Butterflies of the Amazon and Andes
Firestreak Nymphidium
Nymphidium ascolia augea  DRUCE, 1904
subfamily - RIODININAE
subtribe - NYMPHIDIINA

Nymphidium ascolia augea, Tingo Maria, Peru  Adrian Hoskins
The triangular white patch on the forewings, broad white bands across the hindwings, and orange markings of this butterfly are found in 3 genera of Riodinidae - Synargis, Juditha and Nymphidium. The latter are more delicate in appearance than the others, and have narrower forewings. Other features which help distinguish Nymphidium include the ovoid bluish-white submarginal markings, and the orange bars in the discal cell of the forewings.
There are 33 species of Nymphidium distributed variously from Belize to Bolivia, with the greatest number of species being found in the upper Amazon of Brazil, Ecuador and Peru. Most are generally similar to caricae, varying mainly in the extent of the orange markings. In some species the orange is vestigial or absent, and in mantus the orange is replaced by a beautiful sapphire blue.

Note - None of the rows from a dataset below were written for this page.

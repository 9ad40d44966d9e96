use axum::{
    http::{header, HeaderValue, StatusCode},
    response::{IntoResponse, Response},
    Json,
};
use serde_json::json;

/// Failures that abort an ingestion run before any chunk is written.
///
/// Per-chunk and ancillary-fetch failures never surface here; they are
/// reported on the `IngestReport` instead.
#[derive(Debug, thiserror::Error)]
pub enum IngestError {
    #[error("clinic {0} not found")]
    NotFound(String),
    #[error("{0} timed out")]
    Timeout(&'static str),
    #[error(transparent)]
    Upstream(#[from] anyhow::Error),
}

#[derive(Debug, thiserror::Error)]
pub enum BatchError {
    #[error("ingestion batch already in progress")]
    AlreadyRunning,
    #[error(transparent)]
    Failed(#[from] anyhow::Error),
}

const RETRY_LATER: &str = "temporarily unavailable, please retry later";

#[derive(Debug, thiserror::Error)]
pub enum ApiError {
    #[error("resource not found")]
    NotFound,
    #[error("unauthorized")]
    Unauthorized,
    #[error("{0}")]
    BadRequest(String),
    #[error("{0}")]
    Conflict(String),
    #[error("too many requests")]
    RateLimited { retry_after_ms: u64 },
    #[error("upstream failure: {0:#}")]
    Upstream(anyhow::Error),
    #[error("internal failure: {0:#}")]
    Internal(anyhow::Error),
}

impl From<IngestError> for ApiError {
    fn from(err: IngestError) -> Self {
        match err {
            IngestError::NotFound(_) => ApiError::NotFound,
            IngestError::Timeout(what) => ApiError::Upstream(anyhow::anyhow!("{what} timed out")),
            IngestError::Upstream(e) => ApiError::Upstream(e),
        }
    }
}

impl From<BatchError> for ApiError {
    fn from(err: BatchError) -> Self {
        match err {
            BatchError::AlreadyRunning => {
                ApiError::Conflict("ingestion batch already in progress".to_string())
            }
            BatchError::Failed(e) => ApiError::Internal(e),
        }
    }
}

impl ApiError {
    pub fn status(&self) -> StatusCode {
        match self {
            ApiError::NotFound => StatusCode::NOT_FOUND,
            ApiError::Unauthorized => StatusCode::UNAUTHORIZED,
            ApiError::BadRequest(_) => StatusCode::BAD_REQUEST,
            ApiError::Conflict(_) => StatusCode::CONFLICT,
            ApiError::RateLimited { .. } => StatusCode::TOO_MANY_REQUESTS,
            ApiError::Upstream(_) => StatusCode::BAD_GATEWAY,
            ApiError::Internal(_) => StatusCode::INTERNAL_SERVER_ERROR,
        }
    }
}

/// Whole seconds for the `Retry-After` header, rounded up and never zero.
pub fn retry_after_secs(retry_after_ms: u64) -> u64 {
    retry_after_ms.div_ceil(1000).max(1)
}

impl IntoResponse for ApiError {
    fn into_response(self) -> Response {
        let status = self.status();
        match self {
            ApiError::RateLimited { retry_after_ms } => {
                let body = Json(json!({
                    "error": "too many requests",
                    "retry_after_ms": retry_after_ms,
                }));
                let mut response = (status, body).into_response();
                if let Ok(value) = HeaderValue::from_str(&retry_after_secs(retry_after_ms).to_string()) {
                    response.headers_mut().insert(header::RETRY_AFTER, value);
                }
                response
            }
            ApiError::Upstream(ref e) | ApiError::Internal(ref e) => {
                // internal detail stays in the logs
                tracing::error!("request failed ({}): {:#}", status, e);
                (status, Json(json!({ "error": RETRY_LATER }))).into_response()
            }
            other => (status, Json(json!({ "error": other.to_string() }))).into_response(),
        }
    }
}

#[cfg(test)]
mod tests {
    use super::*;

    #[test]
    fn test_retry_after_rounds_up() {
        assert_eq!(retry_after_secs(1), 1);
        assert_eq!(retry_after_secs(1000), 1);
        assert_eq!(retry_after_secs(1001), 2);
        assert_eq!(retry_after_secs(0), 1);
    }

    #[test]
    fn test_rate_limited_response_carries_header() {
        let response = ApiError::RateLimited { retry_after_ms: 2500 }.into_response();
        assert_eq!(response.status(), StatusCode::TOO_MANY_REQUESTS);
        assert_eq!(response.headers().get(header::RETRY_AFTER).unwrap(), "3");
    }

    #[test]
    fn test_not_found_maps_from_ingest_error() {
        let err: ApiError = IngestError::NotFound("ghost-id".into()).into();
        assert_eq!(err.status(), StatusCode::NOT_FOUND);
    }

    #[test]
    fn test_running_batch_maps_to_conflict() {
        let err: ApiError = BatchError::AlreadyRunning.into();
        assert_eq!(err.status(), StatusCode::CONFLICT);
        let err: ApiError = BatchError::Failed(anyhow::anyhow!("db down")).into();
        assert_eq!(err.status(), StatusCode::INTERNAL_SERVER_ERROR);
    }

    #[test]
    fn test_upstream_does_not_leak_detail() {
        let err = ApiError::Upstream(anyhow::anyhow!("password=hunter2"));
        assert_eq!(err.status(), StatusCode::BAD_GATEWAY);
        let response = err.into_response();
        assert_eq!(response.status(), StatusCode::BAD_GATEWAY);
    }
}
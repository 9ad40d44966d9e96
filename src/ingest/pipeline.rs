use std::future::Future;
use std::sync::Arc;
use std::time::Duration;

use chrono::{DateTime, Utc};
use serde::Serialize;
use sha2::{Digest, Sha256};

use super::chunker::{render_chunks, ChunkSource, ClinicSnapshot, TextChunk};
use crate::config::IngestSettings;
use crate::error::IngestError;
use crate::models::NewKnowledgeChunk;
use crate::rag::embeddings::{check_dimensions, Embedder};
use crate::store::{ClinicStore, KnowledgeStore};

#[derive(Debug, Clone)]
pub struct PipelineOptions {
    pub review_limit: i64,
    pub embed_delay: Duration,
    pub store_timeout: Duration,
}

impl From<&IngestSettings> for PipelineOptions {
    fn from(settings: &IngestSettings) -> Self {
        Self {
            review_limit: settings.review_limit,
            embed_delay: settings.embed_delay(),
            store_timeout: settings.store_timeout(),
        }
    }
}

#[derive(Debug, Clone, Copy, PartialEq, Eq, Serialize)]
#[serde(rename_all = "snake_case")]
pub enum SkipStage {
    Embedding,
    Persistence,
}

#[derive(Debug, Clone, Serialize)]
pub struct SkippedChunk {
    pub chunk_index: usize,
    pub source: ChunkSource,
    pub stage: SkipStage,
    pub reason: String,
}

#[derive(Debug, Clone, Copy, PartialEq, Eq, Serialize)]
#[serde(rename_all = "snake_case")]
pub enum IngestOutcome {
    Completed,
    Partial,
    NotFound,
    Failed,
}

impl IngestOutcome {
    pub fn as_str(&self) -> &'static str {
        match self {
            IngestOutcome::Completed => "completed",
            IngestOutcome::Partial => "partial",
            IngestOutcome::NotFound => "not_found",
            IngestOutcome::Failed => "failed",
        }
    }

    pub fn of(result: &Result<IngestReport, IngestError>) -> Self {
        match result {
            Ok(report) => report.outcome(),
            Err(IngestError::NotFound(_)) => IngestOutcome::NotFound,
            Err(_) => IngestOutcome::Failed,
        }
    }
}

/// Result of a run that got past the clinic lookup and the bulk delete.
#[derive(Debug, Clone, Serialize)]
pub struct IngestReport {
    pub clinic_id: String,
    pub success: bool,
    pub chunks_rendered: usize,
    pub chunks_processed: usize,
    pub skipped: Vec<SkippedChunk>,
    pub warnings: Vec<String>,
    pub started_at: DateTime<Utc>,
    pub finished_at: DateTime<Utc>,
}

impl IngestReport {
    pub fn outcome(&self) -> IngestOutcome {
        if self.skipped.is_empty() {
            IngestOutcome::Completed
        } else {
            IngestOutcome::Partial
        }
    }
}

pub struct IngestPipeline {
    clinics: Arc<dyn ClinicStore>,
    knowledge: Arc<dyn KnowledgeStore>,
    embedder: Arc<dyn Embedder>,
    options: PipelineOptions,
}

impl IngestPipeline {
    pub fn new(
        clinics: Arc<dyn ClinicStore>,
        knowledge: Arc<dyn KnowledgeStore>,
        embedder: Arc<dyn Embedder>,
        options: PipelineOptions,
    ) -> Self {
        Self { clinics, knowledge, embedder, options }
    }

    /// Rebuilds the knowledge chunks of one clinic.
    ///
    /// Callers must not run two ingestions of the same clinic at once; the
    /// delete-then-insert sequence is not isolated here.
    pub async fn ingest(&self, clinic_id: &str) -> Result<IngestReport, IngestError> {
        let started_at = Utc::now();
        let mut warnings = Vec::new();

        let clinic = self
            .bounded("clinic lookup", self.clinics.fetch_clinic(clinic_id))
            .await?
            .ok_or_else(|| IngestError::NotFound(clinic_id.to_string()))?;

        let (pricing, faqs, reviews) = futures::join!(
            self.bounded("pricing fetch", self.clinics.fetch_pricing(clinic_id)),
            self.bounded("faq fetch", self.clinics.fetch_faqs(clinic_id)),
            self.bounded(
                "review fetch",
                self.clinics.fetch_recent_reviews(clinic_id, self.options.review_limit)
            ),
        );
        let pricing = or_empty(pricing, "pricing", clinic_id, &mut warnings);
        let faqs = or_empty(faqs, "faqs", clinic_id, &mut warnings);
        let mut reviews = or_empty(reviews, "reviews", clinic_id, &mut warnings);
        reviews.truncate(self.options.review_limit.max(0) as usize);

        let snapshot = ClinicSnapshot { clinic, pricing, faqs, reviews };
        let chunks = render_chunks(&snapshot);

        let removed = self
            .bounded("knowledge delete", self.knowledge.delete_for_clinic(clinic_id))
            .await?;
        tracing::info!(
            "Ingesting clinic {}: {} chunks rendered, {} stale chunks removed",
            clinic_id,
            chunks.len(),
            removed
        );

        let mut processed = 0usize;
        let mut skipped = Vec::new();
        let total = chunks.len();

        for (position, chunk) in chunks.iter().enumerate() {
            match self.store_chunk(clinic_id, chunk, started_at).await {
                Ok(()) => processed += 1,
                Err(skip) => {
                    tracing::warn!(
                        "Skipping chunk {} ({}) of clinic {} at {:?}: {}",
                        chunk.chunk_index,
                        chunk.source.tag(),
                        clinic_id,
                        skip.stage,
                        skip.reason
                    );
                    skipped.push(skip);
                }
            }

            if position + 1 < total && !self.options.embed_delay.is_zero() {
                tokio::time::sleep(self.options.embed_delay).await;
            }
        }

        tracing::info!(
            "Ingestion of clinic {} finished: {}/{} chunks stored",
            clinic_id,
            processed,
            total
        );

        Ok(IngestReport {
            clinic_id: clinic_id.to_string(),
            success: true,
            chunks_rendered: total,
            chunks_processed: processed,
            skipped,
            warnings,
            started_at,
            finished_at: Utc::now(),
        })
    }

    async fn store_chunk(
        &self,
        clinic_id: &str,
        chunk: &TextChunk,
        ingested_at: DateTime<Utc>,
    ) -> Result<(), SkippedChunk> {
        let skip = |stage: SkipStage, reason: String| SkippedChunk {
            chunk_index: chunk.chunk_index,
            source: chunk.source.clone(),
            stage,
            reason,
        };

        let embedding = self
            .embedder
            .embed(&chunk.text)
            .await
            .and_then(|embedding| {
                check_dimensions(&embedding, self.embedder.dimensions())?;
                Ok(embedding)
            })
            .map_err(|e| skip(SkipStage::Embedding, format!("{:#}", e)))?;

        let row = NewKnowledgeChunk {
            clinic_id: clinic_id.to_string(),
            content: chunk.text.clone(),
            embedding,
            metadata: chunk_metadata(chunk, ingested_at),
        };

        self.bounded("knowledge insert", self.knowledge.insert_chunk(row))
            .await
            .map(|_| ())
            .map_err(|e| skip(SkipStage::Persistence, e.to_string()))
    }

    async fn bounded<T, F>(&self, what: &'static str, call: F) -> Result<T, IngestError>
    where
        F: Future<Output = anyhow::Result<T>>,
    {
        match tokio::time::timeout(self.options.store_timeout, call).await {
            Ok(result) => result.map_err(IngestError::Upstream),
            Err(_) => Err(IngestError::Timeout(what)),
        }
    }
}

fn or_empty<T>(
    result: Result<Vec<T>, IngestError>,
    what: &str,
    clinic_id: &str,
    warnings: &mut Vec<String>,
) -> Vec<T> {
    match result {
        Ok(rows) => rows,
        Err(e) => {
            tracing::warn!("Could not load {} for clinic {}, continuing without: {:#}", what, clinic_id, e);
            warnings.push(format!("{} unavailable: {}", what, e));
            Vec::new()
        }
    }
}

pub fn chunk_metadata(chunk: &TextChunk, ingested_at: DateTime<Utc>) -> serde_json::Value {
    let digest = Sha256::digest(chunk.text.as_bytes());
    serde_json::json!({
        "source": chunk.source.tag(),
        "source_id": chunk.source.source_id(),
        "chunk_index": chunk.chunk_index,
        "content_hash": hex::encode(&digest[..8]),
        "ingested_at": ingested_at.to_rfc3339(),
    })
}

Nymphidium ascolia is a common and widespread butterfly, found from Guatemala to Bolivia. The illustrated subspecies augea occurs in Peru and Bolivia.
This species is found in disturbed habitats including rainforest, riparian forest and humid deciduous woodland at altitudes from 0-800m. It can be found at light gaps where trees have fallen, allowing sunlight to reach the floor, and can also be seen along sunny trails and forest edge habitats.
The eggs are white and are laid either singly or in small clusters on the leaves of Inga ( Fabaceae ). The larvae are green and devoid of setae. They live within rolled tubes at the edges of leaves. They possess a full set of ant organs and associate with Parathrechina, Megalomyrmex, Crematogaster, Solenopsis and Pheidole ants.
Nymphidium ascolia augea, Tingo Maria, Peru  Adrian Hoskins
Adult behaviour

The butterflies are usually encountered in flight along sunny trails. They have a characteristic gentle fluttering flight at a height of about 2-3 metres, but spend long periods at rest beneath leaves, with wings outspread, and antennae pointing forward. Males occasionally settle on the ground to imbibe mineralised moisture but this behaviour is not habitual. Both sexes nectar at Alibertia, Psychotria, Croton, Lantana and Cordia flowers. The flight is weak and fluttery.